Dynamic Compaction of High Groundwater Level Subgrade of Buildings: A Model Test-Based Analysis of Stress Distribution and Reinforcement Mechanisms

Dynamic compaction (DC) represents a cost-effective method for reinforcing subgrade and is particularly suited to treating large-scale building subgrade. Nevertheless, the effect of DC reinforcement on high groundwater level (HGL) subgrade remains uncertain due to the lack of clarity surrounding the energy transfer mechanism of DC in HGL subgrade. In this paper, an outdoor model test of HGL subgrade was conducted based on the DC method. The temporal evolution of the internal transverse and vertical dynamic stresses in soil under different water levels, energy levels, and tamper weight conditions was monitored, and the DC mechanism of HGL subgrade was described from the perspectives of the dynamic stress waveform, peak development, and attenuation.
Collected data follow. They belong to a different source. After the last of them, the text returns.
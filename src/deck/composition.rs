//! Deck composition.
//!
//! A `Deck` is an ordered list of card copies. Insertion order is kept for
//! display but plays no part in legality. Every change goes through
//! `try_add`, `remove_one`, `remove_instance` or `clear`, so the counting
//! rules hold after any sequence of calls:
//!
//! - at most `max_leaders` Leader cards (one by default)
//! - at most `max_copies` copies of any non-Leader card (four by default)
//! - at most `max_main_deck` non-Leader cards (fifty by default)
//!
//! Rejection is a normal outcome, not an error: `try_add` reports it in
//! its return value and leaves the deck untouched.
//!
//! The entry list is an `im::Vector`, so cloning a deck is O(1). The
//! functional forms (`with_card`, `without_card`) lean on that.

use std::sync::Arc;

use im::Vector;
use serde::{Deserialize, Serialize};
use thiserror::Error;

use crate::cards::Card;
use crate::core::{DeckRules, InstanceTag};

use super::grouping::{group_and_order, DeckGroup};

/// One copy of a card in a deck.
#[derive(Clone, Debug, PartialEq, Eq, Serialize, Deserialize)]
pub struct DeckEntry {
    /// Distinguishes this copy from other copies of the same card.
    pub tag: InstanceTag,
    pub card: Arc<Card>,
}

/// Why a card could not be added.
#[derive(Error, Clone, Debug, PartialEq, Eq, Serialize, Deserialize)]
pub enum Rejection {
    #[error("deck already has a Leader")]
    LeaderSlotTaken,
    #[error("this Leader is already in the deck")]
    LeaderAlreadyInDeck,
    #[error("copy limit reached for this card")]
    CopyLimitReached,
    #[error("deck already holds the maximum number of non-Leader cards")]
    MainDeckFull,
    #[error("unknown card: {0}")]
    UnknownCard(String),
}

/// Result of an add attempt.
#[derive(Clone, Debug, PartialEq, Eq, Serialize, Deserialize)]
pub enum AddOutcome {
    Added(InstanceTag),
    Rejected(Rejection),
}

impl AddOutcome {
    #[must_use]
    pub fn is_accepted(&self) -> bool {
        matches!(self, AddOutcome::Added(_))
    }

    /// Tag of the new entry, if accepted.
    #[must_use]
    pub fn tag(&self) -> Option<InstanceTag> {
        match self {
            AddOutcome::Added(tag) => Some(*tag),
            AddOutcome::Rejected(_) => None,
        }
    }

    #[must_use]
    pub fn rejection(&self) -> Option<&Rejection> {
        match self {
            AddOutcome::Added(_) => None,
            AddOutcome::Rejected(reason) => Some(reason),
        }
    }
}

/// Leader/main-deck counts for a status line.
#[derive(Clone, Copy, Debug, PartialEq, Eq, Serialize, Deserialize)]
pub struct DeckSummary {
    pub leaders: usize,
    pub main_deck: usize,
    pub total: usize,
    /// Leader slot filled and main deck at its full size.
    pub is_complete: bool,
}

/// A deck under construction.
///
/// ## Example
///
/// ```
/// use std::sync::Arc;
/// use optcg_deck::cards::{Card, CardType};
/// use optcg_deck::deck::{Deck, Rejection};
///
/// let mut deck = Deck::new();
/// let zoro = Arc::new(Card::new("OP01-001", "Roronoa Zoro", CardType::Leader));
/// let luffy = Arc::new(Card::new("ST01-001", "Monkey.D.Luffy", CardType::Leader));
///
/// assert!(deck.try_add(zoro).is_accepted());
///
/// let outcome = deck.try_add(luffy);
/// assert_eq!(outcome.rejection(), Some(&Rejection::LeaderSlotTaken));
/// assert_eq!(deck.len(), 1);
/// ```
#[derive(Clone, Debug, Default, Serialize)]
pub struct Deck {
    entries: Vector<DeckEntry>,
    rules: DeckRules,
}

impl Deck {
    /// Create an empty deck with the standard rules.
    #[must_use]
    pub fn new() -> Self {
        Self::default()
    }

    /// Create an empty deck with custom rules.
    #[must_use]
    pub fn with_rules(rules: DeckRules) -> Self {
        Self {
            entries: Vector::new(),
            rules,
        }
    }

    #[must_use]
    pub fn rules(&self) -> &DeckRules {
        &self.rules
    }

    /// Check whether a card could be added, without adding it.
    ///
    /// Rules are checked in a fixed order, so the reported reason is
    /// stable: Leader slot, Leader copy, copy limit, main deck size.
    pub fn check(&self, card: &Card) -> Result<(), Rejection> {
        let copies = self.copies_of(&card.id);

        if card.is_leader() {
            if self.leader_count() >= self.rules.max_leaders {
                return Err(Rejection::LeaderSlotTaken);
            }
            if copies >= self.rules.max_leader_copies {
                return Err(Rejection::LeaderAlreadyInDeck);
            }
        } else {
            if copies >= self.rules.max_copies {
                return Err(Rejection::CopyLimitReached);
            }
            if self.main_deck_count() >= self.rules.max_main_deck {
                return Err(Rejection::MainDeckFull);
            }
        }
        Ok(())
    }

    /// Add a copy of `card` if the rules allow it.
    pub fn try_add(&mut self, card: Arc<Card>) -> AddOutcome {
        if let Err(reason) = self.check(&card) {
            tracing::debug!(card_id = %card.id, %reason, "deck.add_rejected");
            return AddOutcome::Rejected(reason);
        }

        let tag = InstanceTag::next();
        tracing::debug!(card_id = %card.id, %tag, "deck.card_added");
        self.entries.push_back(DeckEntry { tag, card });
        AddOutcome::Added(tag)
    }

    /// Functional add: a new deck plus whether the card was accepted.
    /// `self` is left as it was.
    #[must_use]
    pub fn with_card(&self, card: Arc<Card>) -> (Deck, bool) {
        let mut next = self.clone();
        let accepted = next.try_add(card).is_accepted();
        (next, accepted)
    }

    /// Remove the earliest-added copy of a card.
    ///
    /// Returns the removed entry, or `None` (deck unchanged) when the card
    /// is not in the deck.
    pub fn remove_one(&mut self, card_id: &str) -> Option<DeckEntry> {
        let index = self.entries.iter().position(|e| e.card.id == card_id)?;
        let removed = self.entries.remove(index);
        tracing::debug!(card_id, tag = %removed.tag, "deck.card_removed");
        Some(removed)
    }

    /// Functional remove: a new deck without the earliest copy of a card.
    #[must_use]
    pub fn without_card(&self, card_id: &str) -> Deck {
        let mut next = self.clone();
        next.remove_one(card_id);
        next
    }

    /// Remove one specific copy.
    pub fn remove_instance(&mut self, tag: InstanceTag) -> Option<DeckEntry> {
        let index = self.entries.iter().position(|e| e.tag == tag)?;
        Some(self.entries.remove(index))
    }

    /// Empty the deck.
    pub fn clear(&mut self) {
        self.entries.clear();
    }

    /// Copies of a card, by identifier.
    #[must_use]
    pub fn copies_of(&self, card_id: &str) -> usize {
        self.entries.iter().filter(|e| e.card.id == card_id).count()
    }

    #[must_use]
    pub fn leader_count(&self) -> usize {
        self.entries.iter().filter(|e| e.card.is_leader()).count()
    }

    /// Number of non-Leader cards.
    #[must_use]
    pub fn main_deck_count(&self) -> usize {
        self.entries.len() - self.leader_count()
    }

    /// The first Leader in the deck.
    #[must_use]
    pub fn leader(&self) -> Option<&Arc<Card>> {
        self.entries.iter().map(|e| &e.card).find(|c| c.is_leader())
    }

    #[must_use]
    pub fn len(&self) -> usize {
        self.entries.len()
    }

    #[must_use]
    pub fn is_empty(&self) -> bool {
        self.entries.is_empty()
    }

    /// Entries in insertion order.
    pub fn iter(&self) -> impl Iterator<Item = &DeckEntry> {
        self.entries.iter()
    }

    /// Cards in insertion order, one per copy.
    pub fn cards(&self) -> impl Iterator<Item = &Card> {
        self.entries.iter().map(|e| &*e.card)
    }

    /// Copies grouped by card, Leader group first.
    #[must_use]
    pub fn groups(&self) -> Vec<DeckGroup> {
        group_and_order(self)
    }

    #[must_use]
    pub fn summary(&self) -> DeckSummary {
        let leaders = self.leader_count();
        let main_deck = self.entries.len() - leaders;
        DeckSummary {
            leaders,
            main_deck,
            total: self.entries.len(),
            is_complete: leaders == self.rules.max_leaders
                && main_deck == self.rules.max_main_deck,
        }
    }
}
On this basis, a novel methodology for assessing the extent of subgrade reinforcement through the utilization of impulses was put forth, thereby facilitating a more precise evaluation. The results showed that the HGL is obstructive in DC energy transfer. The peak dynamic stress, depth of impact and maximum impulse per unit area were markedly diminished when tamping the water surface. The study results also recommend that construction could expand the application range of the DC method and provide engineering suggestions for the selection of construction parameters and subsequent building construction.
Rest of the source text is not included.